On the database-heavy project I mentioned we had enough issues with mismatching schemas and ended up writing integration tests which ensured the schema represented in our application matched the schema as represented in our database. (i.e. we tested that our POCO's properties had matching columns in the database.) You don't have the same issue with code-first Entity Framework and simple tables but, if you do end up with some stored procedures or calling .FromSql("...") you lose the type safety.

Not so with a SQL type provider! I can express all the things I want in plain ol' SQL but still get type safety. It is pretty delightful.

Getting started

Prerequisites

  • Visual Studio 2019 with SQL Server Data Tools
  • A development database (e.g. (LocalDb)\MSSQLLocalDB)*
  1. Create a 'Query Language -> SQL Server Database Project' (a *.sqlproj) and add a table, e.g. Customers
  2. Create a 'F# -> Console App (.NET Core)' (or library or whichever kinda app you like, a *.fsproj)
  3. Reference your *.sqlproj from your *.fsproj, e.g. <ProjectReference Include="..\TestDatabase\TestDatabase.sqlproj" />
  4. Install the packages FSharp.Data.SqlClient and FSharp.Data.DACFx.MSBuild into your *.fsproj, e.g.
    <PackageReference Include="FSharp.Data.SqlClient" Version="2.0.6" />
    <PackageReference Include="FSharp.Data.DACFx.MSBuild" Version="1.0.0" />
    
  5. Build your solution for the first time
  6. Set your compile-time connection string
    [<Literal>]
    let CompileConnectionString =
     @"Data Source=(LocalDb)\MSSQLLocalDB;Initial Catalog=TestDatabase;Integrated Security=True"
  7. Write some queries in code!
    type SelectCustomers = SqlCommandProvider<"SELECT * FROM Customers", CompileConnectionString>

Customizing

Local database

Defaults to (LocalDb)\MSSQLLocalDB. You can override this with:

<PropertyGroup>
  <SqlServer>(LocalDb)\MyOtherDevelopmentDatabase</SqlServer>
</PropertyGroup>

Building with .NET Core

You can build DACPACs with the dotnet toolchain (i.e. outside Visual Studio) using SDK-style projects with MSBuild.Sdk.SqlProj This comes at the cost of losing the IntelliSense and such you get with SSDT tools in Visual Studio, but if you need to use dotnet whatcha gonna do?

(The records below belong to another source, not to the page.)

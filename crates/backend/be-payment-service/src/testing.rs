use std::collections::HashMap;

use async_trait::async_trait;
use be_remote_db::{
    DbError, DbResult, Order, OrderChargeContext, OrderStatus, PaymentIntentRecord, PaymentStatus,
};
use parking_lot::Mutex;
use rust_decimal::Decimal;
use uuid::Uuid;

use crate::{
    config::PaymentConfig,
    gateway::{
        CreatedIntent, GatewayError, IntentRequest, IssuedRefund, PaymentGateway,
        RefundRequest, RefundableBalance,
    },
    store::PaymentStore,
};

pub(crate) const ORDER_ID: Uuid = Uuid::from_u128(0x0190_f3a2_7c1e_7000_8000_0000_0000_0042);

pub(crate) fn test_config() -> PaymentConfig {
    PaymentConfig {
        stripe_secret_key: "sk_test_fake".to_string(),
        stripe_webhook_secret: "whsec_test_secret".to_string(),
        currency: "eur".to_string(),
        verify_fail_open: false,
    }
}

pub(crate) fn order_row(id: Uuid, intent_id: Option<&str>) -> Order {
    let now = chrono::Utc::now();
    Order {
        id,
        customer_id: Uuid::from_u128(9),
        restaurant_id: Uuid::from_u128(10),
        driver_id: None,
        total: Decimal::new(1800, 2),
        delivery_fee: Decimal::new(300, 2),
        discount_amount: Decimal::ZERO,
        promo_code_id: None,
        status: OrderStatus::Pending,
        payment_status: PaymentStatus::Pending,
        payment_intent_id: intent_id.map(str::to_string),
        refund_id: None,
        refund_amount: None,
        refunded_at: None,
        driver_paid_at: None,
        delivery_postal_code: None,
        created_at: now,
        updated_at: now,
    }
}

#[derive(Default)]
struct StoreState {
    maintenance: bool,
    unavailable: bool,
    corrupt: bool,
    orders: HashMap<Uuid, OrderChargeContext>,
    rows: HashMap<String, Order>,
    intents: HashMap<String, PaymentIntentRecord>,
    outcomes: Vec<(String, PaymentStatus, bool)>,
}

#[derive(Default)]
pub(crate) struct FakeStore {
    state: Mutex<StoreState>,
}

impl FakeStore {
    pub(crate) fn with_order(total: Decimal, discount: Decimal, fee: Decimal) -> Self {
        let store = Self::default();
        store.add_order(ORDER_ID, total, discount, fee);
        store
    }

    pub(crate) fn add_order(&self, id: Uuid, total: Decimal, discount: Decimal, fee: Decimal) {
        self.state.lock().orders.insert(
            id,
            OrderChargeContext {
                order_id: id,
                total,
                discount_amount: discount,
                delivery_fee: fee,
                promo_code_id: None,
                free_delivery: false,
            },
        );
    }

    pub(crate) fn set_maintenance(&self, on: bool) {
        self.state.lock().maintenance = on;
    }

    /// Makes order lookups fail as if the database were down.
    pub(crate) fn set_unavailable(&self, down: bool) {
        self.state.lock().unavailable = down;
    }

    /// Makes order lookups fail with a decoding error from a reachable database.
    pub(crate) fn set_corrupt(&self, corrupt: bool) {
        self.state.lock().corrupt = corrupt;
    }

    /// The order row carrying `intent_id`, once a webhook outcome touched it.
    pub(crate) fn order_for_intent(&self, intent_id: &str) -> Option<Order> {
        self.state.lock().rows.get(intent_id).cloned()
    }

    pub(crate) fn outcomes(&self) -> Vec<(String, PaymentStatus, bool)> {
        self.state.lock().outcomes.clone()
    }
}

#[async_trait]
impl PaymentStore for FakeStore {
    async fn is_maintenance_mode(&self) -> DbResult<bool> {
        Ok(self.state.lock().maintenance)
    }

    async fn charge_context(&self, order_id: Uuid) -> DbResult<Option<OrderChargeContext>> {
        let state = self.state.lock();
        if state.unavailable {
            return Err(DbError::Connection("connection refused".to_string()));
        }
        if state.corrupt {
            return Err(DbError::encoding("invalid value for column delivery_fee"));
        }
        Ok(state.orders.get(&order_id).cloned())
    }

    async fn find_intent(&self, idempotency_key: &str) -> DbResult<Option<PaymentIntentRecord>> {
        Ok(self.state.lock().intents.get(idempotency_key).cloned())
    }

    async fn save_intent(
        &self,
        idempotency_key: &str,
        order_id: Uuid,
        intent_id: &str,
        client_secret: &str,
        amount_cents: i64,
        currency: &str,
    ) -> DbResult<PaymentIntentRecord> {
        let mut state = self.state.lock();
        let record = state
            .intents
            .entry(idempotency_key.to_string())
            .or_insert_with(|| PaymentIntentRecord {
                id: Uuid::from_u128(order_id.as_u128() ^ 1),
                idempotency_key: idempotency_key.to_string(),
                order_id,
                processor_intent_id: intent_id.to_string(),
                client_secret: client_secret.to_string(),
                amount_cents,
                currency: currency.to_string(),
                created_at: chrono::Utc::now(),
            });
        Ok(record.clone())
    }

    async fn apply_payment_outcome(
        &self,
        intent_id: &str,
        payment_status: PaymentStatus,
        cancel_order: bool,
    ) -> DbResult<Option<Order>> {
        let mut state = self.state.lock();
        state
            .outcomes
            .push((intent_id.to_string(), payment_status, cancel_order));

        let known = state
            .intents
            .values()
            .find(|r| r.processor_intent_id == intent_id)
            .map(|r| r.order_id);

        let Some(order_id) = known else {
            return Ok(None);
        };
        let order = state
            .rows
            .entry(intent_id.to_string())
            .or_insert_with(|| order_row(order_id, Some(intent_id)));
        if !order.payment_status.accepts_outcome(payment_status) {
            return Ok(None);
        }
        order.payment_status = payment_status;
        if cancel_order && order.status.can_transition_to(OrderStatus::Cancelled) {
            order.status = OrderStatus::Cancelled;
        }
        Ok(Some(order.clone()))
    }
}

#[derive(Default)]
pub(crate) struct FakeGateway {
    created: Mutex<Vec<IntentRequest>>,
}

impl FakeGateway {
    pub(crate) fn created(&self) -> Vec<IntentRequest> {
        self.created.lock().clone()
    }
}

#[async_trait]
impl PaymentGateway for FakeGateway {
    async fn create_intent(&self, request: IntentRequest) -> Result<CreatedIntent, GatewayError> {
        let mut created = self.created.lock();
        let id = format!("pi_test_{}", created.len() + 1);
        created.push(request);
        Ok(CreatedIntent {
            client_secret: format!("{id}_secret_test"),
            id,
        })
    }

    async fn refundable_balance(
        &self,
        _intent_id: &str,
    ) -> Result<Option<RefundableBalance>, GatewayError> {
        Ok(Some(RefundableBalance::default()))
    }

    async fn refund(&self, request: RefundRequest) -> Result<IssuedRefund, GatewayError> {
        Ok(IssuedRefund {
            id: format!("re_{}", request.intent_id),
            amount_cents: request.amount_cents,
        })
    }
}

I couldn't figure out how to detect that certain .csproj were actually using the MSBuild.Sdk.SqlProj SDK so instead you need to take one more step: rename that csproj back to sqlproj.

If you're having trouble with Visual Studio after trying to use MSBuild.Sdk.SqlProj, check your solution. You want to have the project GUIDs that force Visual Studio to load the project using the new project system as described here. i.e.

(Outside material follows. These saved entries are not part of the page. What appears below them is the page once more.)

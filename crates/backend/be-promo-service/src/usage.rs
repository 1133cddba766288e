use be_remote_db::DbError;
use chrono::{DateTime, Utc};
use rust_decimal::Decimal;
use serde::Serialize;
use uuid::Uuid;

use crate::error::PromoError;
use crate::store::PromoStore;
use crate::validator::{PrizeRejection, is_wheel_code, normalize_code, prize_rejection};

impl From<PrizeRejection> for PromoError {
    fn from(rejection: PrizeRejection) -> Self {
        match rejection {
            PrizeRejection::OtherAccount => PromoError::PrizeNotOwned,
            PrizeRejection::Expired => PromoError::PrizeExpired,
            PrizeRejection::Used => PromoError::PrizeAlreadyUsed,
        }
    }
}

fn usage_error(e: DbError) -> PromoError {
    match e {
        DbError::Duplicate { .. } => PromoError::AlreadyApplied,
        other => PromoError::Database(other),
    }
}

#[derive(Debug, Clone)]
pub struct ApplyRequest {
    pub code: String,
    pub order_id: Uuid,
    pub discount_amount: Decimal,
}

#[derive(Debug, Clone, PartialEq, Serialize)]
#[serde(rename_all = "camelCase")]
pub struct ApplyOutcome {
    pub success: bool,
    pub usage_id: Uuid,
    pub promo_code_id: Option<Uuid>,
    pub wheel_prize_id: Option<Uuid>,
}

/// Records that `user_id` used a code on one of their orders.
///
/// A wheel prize must belong to `user_id` and be unexpired. Its `used_at`
/// stamp and the usage row are written together: of two concurrent
/// redemptions only one succeeds, and a failed insert leaves the prize
/// unused.
#[tracing::instrument(skip(store, request, now), fields(order_id = %request.order_id))]
pub async fn apply(
    store: &dyn PromoStore,
    user_id: Uuid,
    request: ApplyRequest,
    now: DateTime<Utc>,
) -> Result<ApplyOutcome, PromoError> {
    let code = normalize_code(&request.code).ok_or(PromoError::MissingField("code"))?;
    if request.discount_amount < Decimal::ZERO {
        return Err(PromoError::InvalidField("discountAmount"));
    }

    match store.order_customer(request.order_id).await? {
        Some(owner) if owner == user_id => {}
        Some(_) | None => return Err(PromoError::NotFound("Order")),
    }

    let (usage, promo_code_id, wheel_prize_id) = if is_wheel_code(&code) {
        let prize = store
            .wheel_prize(&code)
            .await?
            .ok_or(PromoError::NotFound("Promo code"))?;
        if let Some(rejection) = prize_rejection(&prize, Some(user_id), now) {
            tracing::warn!(prize_id = %prize.id, %user_id, ?rejection, "Wheel prize redemption refused");
            return Err(rejection.into());
        }
        let usage = store
            .redeem_prize(
                prize.id,
                prize.promo_code_id,
                user_id,
                request.order_id,
                request.discount_amount,
            )
            .await
            .map_err(usage_error)?
            .ok_or(PromoError::PrizeAlreadyUsed)?;
        (usage, prize.promo_code_id, Some(prize.id))
    } else {
        let promo = store
            .promo_by_code(&code)
            .await?
            .ok_or(PromoError::NotFound("Promo code"))?;
        let usage = store
            .record_usage(
                Some(promo.id),
                None,
                user_id,
                request.order_id,
                request.discount_amount,
            )
            .await
            .map_err(usage_error)?;
        (usage, Some(promo.id), None)
    };

    if let Some(promo_code_id) = promo_code_id
        && let Err(e) = store.increment_usage(promo_code_id).await
    {
        tracing::warn!(%promo_code_id, error = %e, "Failed to increment promo usage counter");
    }

    tracing::info!(usage_id = %usage.id, %user_id, "Promo code applied");

    Ok(ApplyOutcome {
        success: true,
        usage_id: usage.id,
        promo_code_id,
        wheel_prize_id,
    })
}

Project("{9A19103F-16F7-4668-BE54-9A1E7A4F7556}") = "MyDatabaseProject", "MyDatabaseProject.sqlproj", "{ADFEAAF5-225C-4E13-8B65-77057AAC44B8}"
EndProject

TODO

  • Fix the up-to-date check so Visual Studio builds when the dacpac changes
  • Name this package properly. What about FSharp.Data.DACFx.MSBuild? Based on guidance I ought to pick a name not in FSharp.Data.SqlClient's namespace. It also isn't entirely unique to FSharp.Data.SqlClient, you could use it quite happily with a different SQL type provider I imagine.
  • Update when SQL files change to support things like 'external *.sql files' in FSharp.Data.SqlClient
  • Set up some kinda build for this package? Maybe.
  • Expose other (all?) sqlpackage.exe parameters. Users might want to use SQL Server in a Docker container which will probably need a username and password, not just a server.
  • Publish only the database that changes. If you have multiple SSDT projects and make a change to one, both databases will be published with the current implementation.

FAQ

What?! I need a database to compile my code?

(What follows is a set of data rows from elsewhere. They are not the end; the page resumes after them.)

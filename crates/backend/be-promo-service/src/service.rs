use std::sync::Arc;

use be_authz::IdentityGate;
use be_remote_db::DatabaseManager;

use crate::store::PromoStore;

pub struct AppState {
    pub store: Arc<dyn PromoStore>,
    pub gate: IdentityGate,
}

impl AppState {
    pub fn new(db: Arc<DatabaseManager>, gate: IdentityGate) -> Self {
        Self { store: db, gate }
    }
}
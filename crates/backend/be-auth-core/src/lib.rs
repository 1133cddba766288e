use anyhow::{Context, Result, anyhow};
use jsonwebtoken::{Algorithm, DecodingKey, EncodingKey, Header, Validation, decode, encode};

pub use auth_core::{Claims, Role};

pub const DEFAULT_AUDIENCE: &str = "authenticated";

/// Verifies access tokens issued by the hosted auth provider (HS256, shared secret).
#[derive(Clone)]
pub struct JwtConfig {
    pub access_token_decoding_key: DecodingKey,
    access_token_encoding_key: EncodingKey,
    pub validation: Validation,
}

impl JwtConfig {
    pub fn new(secret: &str, audience: &str) -> Self {
        let mut validation = Validation::new(Algorithm::HS256);
        validation.set_audience(&[audience]);
        validation.leeway = 30;

        Self {
            access_token_decoding_key: DecodingKey::from_secret(secret.as_bytes()),
            access_token_encoding_key: EncodingKey::from_secret(secret.as_bytes()),
            validation,
        }
    }

    pub fn from_env() -> Result<Self> {
        let secret = std::env::var("AUTH_JWT_SECRET")
            .context("AUTH_JWT_SECRET environment variable must be set")?;
        if secret.trim().is_empty() {
            return Err(anyhow!("AUTH_JWT_SECRET must not be empty"));
        }
        let audience =
            std::env::var("AUTH_JWT_AUDIENCE").unwrap_or_else(|_| DEFAULT_AUDIENCE.to_string());

        Ok(Self::new(&secret, &audience))
    }

    pub fn validate_access_token(&self, token: &str) -> Result<Claims> {
        let token_data = decode::<Claims>(token, &self.access_token_decoding_key, &self.validation)
            .map_err(|e| anyhow!("Invalid token: {}", e))?;

        if token_data.claims.sub.trim().is_empty() {
            return Err(anyhow!("Invalid token: missing subject"));
        }

        Ok(token_data.claims)
    }

    /// Signs claims with the shared secret. Used by local tooling and tests.
    pub fn issue_access_token(&self, claims: &Claims) -> Result<String> {
        encode(&Header::new(Algorithm::HS256), claims, &self.access_token_encoding_key)
            .map_err(|e| anyhow!("Token generation failed: {}", e))
    }
}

Requiring a local database to compile my app code did feel a little off to me at first too. I realized though that:

  • I always have a local database accessible, even during continuous integration. At some point, I want to run integration tests or run my code for real, so there's always been a local database (even if that's one running in Docker.
  • I prefer finding out that I broke something

Yes, it'd be cool if FSharp.Data.SqlClient supported pulling the schema right out of a DACPAC, but it doesn't.

Also if you're the type that likes splitting their app code and database schema into separate repositories, this probably isn't a project for you. However I will try and evangelize vertical slicing to you.